* What you are asked to do: Read the data below line by line and state how many lines hold "Display". Nothing else belongs in the answer.

--------------------------------------------------

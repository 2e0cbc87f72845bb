//
// Copyright (C) 2023 Ariel Abreu
//
// This Source Code Form is subject to the terms of the Mozilla Public
// License, v. 2.0. If a copy of the MPL was not distributed with this
// file, You can obtain one at http://mozilla.org/MPL/2.0/.
//

use std::fmt::Display;

use byteorder::{BigEndian, ByteOrder};

use crate::{
	encode_immediate, AluOp, BitwiseOp, BitwiseSubtype, JumpCondition, Opcode, Register,
	HALT_MNEMONIC, IMMEDIATE_LEN, JUMP_LEN,
};

#[derive(Debug, Clone, Copy, PartialEq, Eq)]
pub enum Operand {
	Register(Register),
	Immediate(i64),
}

/// A fully decoded instruction.
#[derive(Debug, Clone, Copy, PartialEq, Eq)]
pub enum Instruction {
	Alu {
		op: AluOp,
		src: Operand,
		dst: Register,
	},
	Bitwise {
		op: BitwiseOp,
		src: Operand,
		dst: Register,
	},
	Increment(Register),
	Decrement(Register),
	Print(Operand),
	Jump {
		condition: JumpCondition,
		target: u32,
	},
	Halt,
}

impl Operand {
	const fn trailing_len(&self) -> usize {
		match self {
			Self::Register(_) => 0,
			Self::Immediate(_) => IMMEDIATE_LEN,
		}
	}
}

impl Instruction {
	pub const fn encoded_len(&self) -> usize {
		match self {
			Self::Alu { src, .. } | Self::Print(src) => 1 + src.trailing_len(),
			Self::Bitwise { src, .. } => 2 + src.trailing_len(),
			Self::Increment(_) | Self::Decrement(_) | Self::Halt => 1,
			Self::Jump { .. } => JUMP_LEN,
		}
	}

	/// Appends the encoded form of this instruction to `out`.
	pub fn encode(&self, out: &mut Vec<u8>) {
		let immediate = match *self {
			Self::Alu { op, src, dst } => match src {
				Operand::Register(src) => {
					out.push(Opcode::AluRegisters { op, src, dst }.into());
					None
				},
				Operand::Immediate(value) => {
					out.push(Opcode::AluImmediate { op, dst }.into());
					Some(value)
				},
			},
			Self::Bitwise { op, src, dst } => {
				out.push(Opcode::BitwisePrefix.into());
				match src {
					Operand::Register(src) => {
						out.push(BitwiseSubtype::Registers { op, src, dst }.into());
						None
					},
					Operand::Immediate(value) => {
						out.push(BitwiseSubtype::Immediate { op, dst }.into());
						Some(value)
					},
				}
			},
			Self::Increment(reg) => {
				out.push(Opcode::Increment(reg).into());
				None
			},
			Self::Decrement(reg) => {
				out.push(Opcode::Decrement(reg).into());
				None
			},
			Self::Print(Operand::Register(reg)) => {
				out.push(Opcode::PrintRegister(reg).into());
				None
			},
			Self::Print(Operand::Immediate(value)) => {
				out.push(Opcode::PrintImmediate.into());
				Some(value)
			},
			Self::Jump { condition, target } => {
				let mut bytes = [0u8; JUMP_LEN];
				bytes[0] = Opcode::JumpPrefix.into();
				bytes[1] = condition.into();
				BigEndian::write_u32(&mut bytes[2..], target);
				out.extend_from_slice(&bytes);
				None
			},
			Self::Halt => {
				out.push(Opcode::Halt.into());
				None
			},
		};

		if let Some(value) = immediate {
			out.extend_from_slice(&encode_immediate(value));
		}
	}
}

impl Display for Operand {
	fn fmt(&self, f: &mut std::fmt::Formatter<'_>) -> std::fmt::Result {
		match self {
			Self::Register(reg) => write!(f, "{}", reg),
			Self::Immediate(value) => write!(f, "#{}", value),
		}
	}
}

impl Display for Instruction {
	fn fmt(&self, f: &mut std::fmt::Formatter<'_>) -> std::fmt::Result {
		match self {
			Self::Alu { op, src, dst } => write!(f, "{} {}, {}", op, src, dst),
			Self::Bitwise { op, src, dst } => write!(f, "{} {}, {}", op, src, dst),
			Self::Increment(reg) => write!(f, "incb {}", reg),
			Self::Decrement(reg) => write!(f, "decb {}", reg),
			Self::Print(operand) => write!(f, "prib {}", operand),
			Self::Jump { condition, target } => write!(f, "{} {:#010x}", condition, target),
			Self::Halt => write!(f, "{}", HALT_MNEMONIC),
		}
	}
}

--------------------------------------------------

* Response to the exercise: 3